The example I am focusing on here is the affine variety $X$ which is cut out by the equation $ux+vy+wz=0$ in $\mathbb C^6=\mathbb C^3\times\mathbb C^3$, where $u,v,w$ are the first three coordinates and $x,y,z$ are the last three coordinates. In this case, the only singularity is $0\in X$.
Is $0\in X$ a quotient singularity?
I know that for toric varieties, "$\mathbb Q$-factorial" and "(at worst) quotient singularities" are equivalent, but this variety $X$ is not toric. In general, I believe that it is true that "(at worst) quotient singularities" implies "$\mathbb Q$-factorial" (right?). This variety $X$ is factorial, so the contrapositive of the previous sentence does not apply here.
Note that any punctured neighborhood $U \subset X$ of $0 \in X$ is simply connected, hence $(X,0)$ is not a quotient singularity.

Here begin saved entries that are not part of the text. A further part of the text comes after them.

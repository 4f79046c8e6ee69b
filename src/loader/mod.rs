//! Transactional bulk loader.
//!
//! Both encoded streams are copied into their tables inside one transaction.
//! The transaction commits only when both copies succeed; any failure rolls
//! it back before the error is returned, so a failed load leaves nothing
//! behind.

mod postgres;

pub use postgres::{connect, load_postgres};

use crate::encoder::{self, EncodedStreams, RowStream};
use crate::error::SeedError;
use crate::progress::LoadProgress;
use crate::schema::CopyTarget;
use async_trait::async_trait;
use serde::Serialize;

/// Chunks of the child stream encoded ahead while the parent copy runs
pub const DEFAULT_PREFETCH_DEPTH: usize = 16;

/// One open transaction on the store, able to run bulk copies.
///
/// Copies run one at a time; the session is owned exclusively by the loader
/// until it is committed or rolled back.
#[async_trait]
pub trait BulkSession: Send {
    /// Stream `rows` into `target`, returning the number of rows the store accepted
    async fn copy_rows(&mut self, target: &CopyTarget, rows: RowStream) -> Result<u64, SeedError>;

    async fn commit(self) -> Result<(), SeedError>;

    async fn rollback(self) -> Result<(), SeedError>;
}

/// Where and how to copy the two streams
#[derive(Clone)]
pub struct LoadOptions {
    pub parent_target: CopyTarget,
    pub child_target: CopyTarget,
    /// Read-ahead depth for the child stream; 0 disables it
    pub prefetch_depth: usize,
    pub progress: LoadProgress,
}

impl LoadOptions {
    pub fn new(parent_target: CopyTarget, child_target: CopyTarget) -> Self {
        Self {
            parent_target,
            child_target,
            prefetch_depth: DEFAULT_PREFETCH_DEPTH,
            progress: LoadProgress::none(),
        }
    }

    pub fn with_prefetch_depth(mut self, depth: usize) -> Self {
        self.prefetch_depth = depth;
        self
    }

    pub fn with_progress(mut self, progress: LoadProgress) -> Self {
        self.progress = progress;
        self
    }
}

/// Rows committed by a successful load
#[derive(Debug, Clone, Copy, Default, PartialEq, Eq, Serialize)]
pub struct LoadStats {
    pub parent_rows: u64,
    pub child_rows: u64,
}

/// Copy both streams through `session` and commit, or roll back on any failure.
pub async fn load<S: BulkSession>(
    mut session: S,
    streams: EncodedStreams,
    options: &LoadOptions,
) -> Result<LoadStats, SeedError> {
    match copy_both(&mut session, streams, options).await {
        Ok(stats) => {
            session.commit().await?;
            Ok(stats)
        }
        Err(err) => {
            if let Err(rollback_err) = session.rollback().await {
                eprintln!("Warning: rollback after failed load also failed: {}", rollback_err);
            }
            Err(err)
        }
    }
}

async fn copy_both<S: BulkSession>(
    session: &mut S,
    streams: EncodedStreams,
    options: &LoadOptions,
) -> Result<LoadStats, SeedError> {
    let EncodedStreams { parents, children } = streams;

    // A single connection carries one COPY at a time, so parents go first.
    // The child stream is read ahead meanwhile so its encoding overlaps the parent copy.
    let children = encoder::prefetch(children, options.prefetch_depth);

    let parents = options.progress.wrap_parents(parents);
    let parent_rows = session.copy_rows(&options.parent_target, parents).await?;

    let children = options.progress.wrap_children(children);
    let child_rows = session.copy_rows(&options.child_target, children).await?;

    Ok(LoadStats {
        parent_rows,
        child_rows,
    })
}
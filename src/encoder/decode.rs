//! CSV row decoder for encoded streams.
//!
//! Reads back what [`super::RowBuffer`] writes: quoted fields with doubled
//! quotes, newline-separated records, no header.

use super::{CsvFormat, ROW_SEPARATOR};

/// Decode CSV bytes into rows of fields
pub fn decode_rows(data: &[u8], format: CsvFormat) -> anyhow::Result<Vec<Vec<String>>> {
    let mut rows = Vec::new();
    if data.is_empty() {
        return Ok(rows);
    }

    let delimiter = format.delimiter();
    let quote = format.quote();

    let mut row: Vec<String> = Vec::new();
    let mut field: Vec<u8> = Vec::new();
    let mut in_quotes = false;
    let mut pos = 0;

    while pos < data.len() {
        let b = data[pos];
        if in_quotes {
            if b == quote {
                if data.get(pos + 1) == Some(&quote) {
                    field.push(quote);
                    pos += 1;
                } else {
                    in_quotes = false;
                }
            } else {
                field.push(b);
            }
        } else if b == quote {
            in_quotes = true;
        } else if b == delimiter {
            row.push(take_field(&mut field)?);
        } else if b == ROW_SEPARATOR {
            row.push(take_field(&mut field)?);
            rows.push(std::mem::take(&mut row));
        } else {
            field.push(b);
        }
        pos += 1;
    }

    if in_quotes {
        anyhow::bail!("unterminated quoted field in row {}", rows.len() + 1);
    }

    // A terminating newline closes the last record; otherwise it is still open.
    if data.last() != Some(&ROW_SEPARATOR) {
        row.push(take_field(&mut field)?);
        rows.push(row);
    }

    Ok(rows)
}

fn take_field(field: &mut Vec<u8>) -> anyhow::Result<String> {
    let bytes = std::mem::take(field);
    String::from_utf8(bytes).map_err(|e| anyhow::anyhow!("field is not valid UTF-8: {}", e))
}
//! Target schema for the seeded dataset.
//!
//! Two tables: a parent keyed by UUID and a child whose foreign key points at
//! it. [`initialize`] drops and recreates both, so it can be run any number of
//! times.

use crate::encoder::CsvFormat;
use crate::error::SeedError;
use serde::{Deserialize, Serialize};
use tokio_postgres::Client;

/// Table and column names of the seeded dataset
#[derive(Debug, Clone, PartialEq, Eq, Serialize, Deserialize)]
#[serde(default)]
pub struct SeedSchema {
    pub parent_table: String,
    pub child_table: String,
    /// Foreign-key column in the child table
    pub parent_key_column: String,
    /// Measurement column in the child table
    pub value_column: String,
}

impl Default for SeedSchema {
    fn default() -> Self {
        Self {
            parent_table: "activities".to_string(),
            child_table: "activities_consumptions".to_string(),
            parent_key_column: "activity_id".to_string(),
            value_column: "consumption".to_string(),
        }
    }
}

/// Destination of one bulk copy
#[derive(Debug, Clone, PartialEq, Eq)]
pub struct CopyTarget {
    pub table: String,
    pub statement: String,
}

impl SeedSchema {
    /// Drop-and-create script. The child table goes first so the FK never dangles.
    pub fn ddl(&self) -> String {
        let parent = quote_ident(&self.parent_table);
        let child = quote_ident(&self.child_table);
        let fk = quote_ident(&self.parent_key_column);
        let value = quote_ident(&self.value_column);

        format!(
            "DROP TABLE IF EXISTS {child};\n\
             DROP TABLE IF EXISTS {parent};\n\
             CREATE TABLE {parent} (\n    \
                 \"id\" uuid PRIMARY KEY DEFAULT gen_random_uuid(),\n    \
                 \"name\" text NOT NULL\n\
             );\n\
             CREATE TABLE {child} (\n    \
                 \"id\" uuid PRIMARY KEY DEFAULT gen_random_uuid(),\n    \
                 {fk} uuid NOT NULL REFERENCES {parent} (\"id\") DEFERRABLE INITIALLY DEFERRED,\n    \
                 {value} double precision NOT NULL\n\
             );"
        )
    }

    pub fn parent_copy(&self, format: CsvFormat) -> CopyTarget {
        CopyTarget {
            table: self.parent_table.clone(),
            statement: copy_statement(&self.parent_table, &["id", "name"], format),
        }
    }

    pub fn child_copy(&self, format: CsvFormat) -> CopyTarget {
        CopyTarget {
            table: self.child_table.clone(),
            statement: copy_statement(
                &self.child_table,
                &[self.parent_key_column.as_str(), self.value_column.as_str()],
                format,
            ),
        }
    }

    pub fn validate(&self) -> Result<(), SeedError> {
        let names = [
            &self.parent_table,
            &self.child_table,
            &self.parent_key_column,
            &self.value_column,
        ];
        if names.iter().any(|n| n.trim().is_empty()) {
            return Err(SeedError::Config(
                "table and column names must not be empty".to_string(),
            ));
        }
        if self.parent_table == self.child_table {
            return Err(SeedError::Config(format!(
                "parent and child table are both {}",
                self.parent_table
            )));
        }
        if self.parent_key_column == self.value_column || self.parent_key_column == "id" {
            return Err(SeedError::Config(format!(
                "child columns must be distinct from each other and from \"id\" (got {}, {})",
                self.parent_key_column, self.value_column
            )));
        }
        Ok(())
    }
}

/// Quote a PostgreSQL identifier, doubling embedded quotes
pub fn quote_ident(name: &str) -> String {
    format!("\"{}\"", name.replace('"', "\"\""))
}

fn quote_literal(c: char) -> String {
    if c == '\'' {
        "''''".to_string()
    } else {
        format!("'{}'", c)
    }
}

/// `COPY ... FROM STDIN` for a CSV stream without header
pub fn copy_statement(table: &str, columns: &[&str], format: CsvFormat) -> String {
    let columns: Vec<String> = columns.iter().map(|c| quote_ident(c)).collect();
    format!(
        "COPY {} ({}) FROM STDIN WITH (FORMAT csv, DELIMITER {}, QUOTE {})",
        quote_ident(table),
        columns.join(", "),
        quote_literal(format.delimiter() as char),
        quote_literal(format.quote() as char),
    )
}

/// Drop and recreate both tables
pub async fn initialize(client: &Client, schema: &SeedSchema) -> Result<(), SeedError> {
    schema.validate()?;
    client
        .batch_execute(&schema.ddl())
        .await
        .map_err(|e| SeedError::Schema(Box::new(e)))
}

Indeed, it is homotopy equivalent to an $S^1$-bundle over the flag variety $$ F = \{ ux+vy+wz = 0 \} \subset \mathbb{P}^2 \times \mathbb{P}^2, $$ such that the associated line bundle over $F$ has bidegree $(1,1)$. Since $F$ is simply connected, the exact sequence of the homotopy groups takes the form $$ \dots \to \pi_2(F) \to \pi_1(S^1) \to \pi_1(U) \to 0 $$ and the map $\mathbb{Z}^2 = \pi_2(F) \to \pi_1(S^1) = \mathbb{Z}$ in it is surjective, hence the claim.